West Africa can’t achieve poverty reduction due to low economic diversification – ECA

Dr Amaduo Diouf – ECA

Despite its potential, the West African sub-region may not be able to achieve the SDG-1, that is to reduce poverty among its populations, because it’s unable to achieve economic transformation due to the fact that the region has low economic diversification and low structural transformation, Dr Amaduo Diouf of the Economic Commission for Africa (ECA), West Africa office has said.

He urged the region to consider adding value to its raw materials before exporting them.

For instance, it is a well known fact that while Africa exports $6 billion worth of raw coffee every year, after value addition, the coffee sold around the world generates some $100 billion in revenue.

West Africa has a poverty average of 50.8 per cent in 2003, and that went down to 32.8 per cent in 2018.

However, if the trend remains unchanged only six countries will achieve the poverty reduction target in 2030.

According to the UN, the number of people living in extreme poverty declined from 36 per cent in 1990 to 10 per cent in 2015. But the pace of change is decelerating and the COVID-19 crisis risks reversing decades of progress in the fight against poverty.

The UN cited New research published by the UNU World Institute for Development Economics Research, which warns that the economic fallout from the global pandemic could increase global poverty by as much as half a billion people, or 8 per cent of the total human population. This would be the first time that poverty has increased globally in thirty years, since 1990, it added.

It notes further that more than 700 million people, or 10 per cent of the world population, still live in extreme poverty today, struggling to fulfil the most basic needs like health, education, and access to water and sanitation, to name a few.

“The majority of people living on less than $1.90 a day live in sub-Saharan Africa. Worldwide, the poverty rate in rural areas is 17.2 per cent—more than three times higher than in urban areas,” the UN said.

Speaking to members of the West African Economic Journalists Network in Lome, Togo, Dr. Amadou Diouf, Chief, Sub-regional Initiatives Section of the West Africa office of the ECA, noted that the region needs to make efforts at reducing poverty, indicating that with a poverty rate of 60 per cent, Nigeria has the highest rate of poverty in the region.
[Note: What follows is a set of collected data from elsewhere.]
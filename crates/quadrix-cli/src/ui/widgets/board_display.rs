use quadrix_engine::Board;
use ratatui::{
    buffer::Buffer,
    layout::Rect,
    widgets::{Block as BlockWidget, BlockExt as _, Widget},
};

use crate::ui::widgets::CellDisplay;

/// Renders a board projection cell by cell.
///
/// The projection already carries the falling-piece overlay when rendered
/// from [`GameSession::render_board`](quadrix_engine::GameSession::render_board).
#[derive(Debug)]
pub struct BoardDisplay<'a> {
    board: &'a Board,
    block: Option<BlockWidget<'a>>,
}

impl<'a> BoardDisplay<'a> {
    pub fn new(board: &'a Board) -> Self {
        Self { board, block: None }
    }

    pub fn block(self, block: BlockWidget<'a>) -> Self {
        Self {
            block: Some(block),
            ..self
        }
    }

    #[expect(clippy::cast_possible_truncation, clippy::cast_sign_loss)]
    pub fn width(&self) -> u16 {
        self.board.cols() as u16 * CellDisplay::width()
            + super::block_horizontal_margin(self.block.as_ref())
    }

    #[expect(clippy::cast_possible_truncation, clippy::cast_sign_loss)]
    pub fn height(&self) -> u16 {
        self.board.rows() as u16 * CellDisplay::height()
            + super::block_vertical_margin(self.block.as_ref())
    }
}

impl Widget for BoardDisplay<'_> {
    fn render(self, area: Rect, buf: &mut Buffer)
    where
        Self: Sized,
    {
        Widget::render(&self, area, buf);
    }
}

impl Widget for &BoardDisplay<'_> {
    #[expect(clippy::cast_possible_truncation, clippy::cast_sign_loss)]
    fn render(self, area: Rect, buf: &mut Buffer) {
        self.block.as_ref().render(area, buf);
        let area = self.block.inner_if_some(area);

        // Board dimensions are runtime configuration, so lay the grid out
        // with plain rect arithmetic instead of constraint layouts.
        for y in 0..self.board.rows() {
            for x in 0..self.board.cols() {
                let cell_area = Rect {
                    x: area.x + x as u16 * CellDisplay::width(),
                    y: area.y + y as u16 * CellDisplay::height(),
                    width: CellDisplay::width(),
                    height: CellDisplay::height(),
                };
                let cell_area = cell_area.intersection(area);
                if cell_area.is_empty() {
                    continue;
                }
                CellDisplay::from_cell(self.board.cell(x, y), true).render(cell_area, buf);
            }
        }
    }
}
He said countries in the region ought to work on malnutrition for five-year-old children and improve conditions to reduce infant mortality. The mortality rate for children aged five years old, was 153.7 to 1000 births in 2000, then it dipped to 76. 3 per 1000 live births in 2019. However, West African countries should aim at 32.8 per 1000 births by 2030, but only seven countries are likely to attain 25.0 per 1000 live births.

Speaking to the data on education, he said 31.4 per cent of children in the region completed primary school in 2000, and it went up to 56.1 per cent in 2019, but should be 70.7 per cent average in 2030, however, only three countries appear to be in a position to achieve 100 per cent by 2030.

Dr Diouf made the following recommendations; he urged countries in the region to formulate policies to address the low economic diversification and structural transformation, and they should take advantage of the African Continental Free Trade Area and digitalization.

“West African countries should look at policies to address the peace and security challenges: address several governance deficits that have contributed to instability and conflict in the region, ranging from issues of state authority and capabilities, the consolidation of democracy, transparency and accountability, social exclusion and human rights violations. Solutions to address the peace and security challenges should be built collectively through inclusive dialogue,” he said.

He also asked the countries to enhance domestic resource mobilization and reinforce the call for more debt relief and initiatives to facilitate access to more liquidity for Africa, and consider policies to address population dynamics, as well as accelerate investment in health and education to unleash the potential of its human capital.

In her opening remarks, Ms Ngone Diop, the Director of the ECA Sub-regional Office in West Africa, said the work of the ECA’s West Africa Sub-Regional Office took place in 2021 against the backdrop of the challenges of the COVID-19 pandemic, the fight against youth unemployment, insecurity, and the most urgent need to accelerate the implementation of the Sustainable Development Goals (SDGs).

“Despite this gloomy context, 2021 has been a successful year for the ECA Sub-Regional Office for West Africa,” she said.

Commending the journalists, Ms Diop said, “I am already pleased to note that this responsible and dynamic partnership between the ECA Sub-Regional Office for West Africa and the West African Economic Journalists Network contributes greatly to a better visibility and dissemination of our interventions as well as development issues of interest to the sub-region in the service of the economic and social development of Member States.”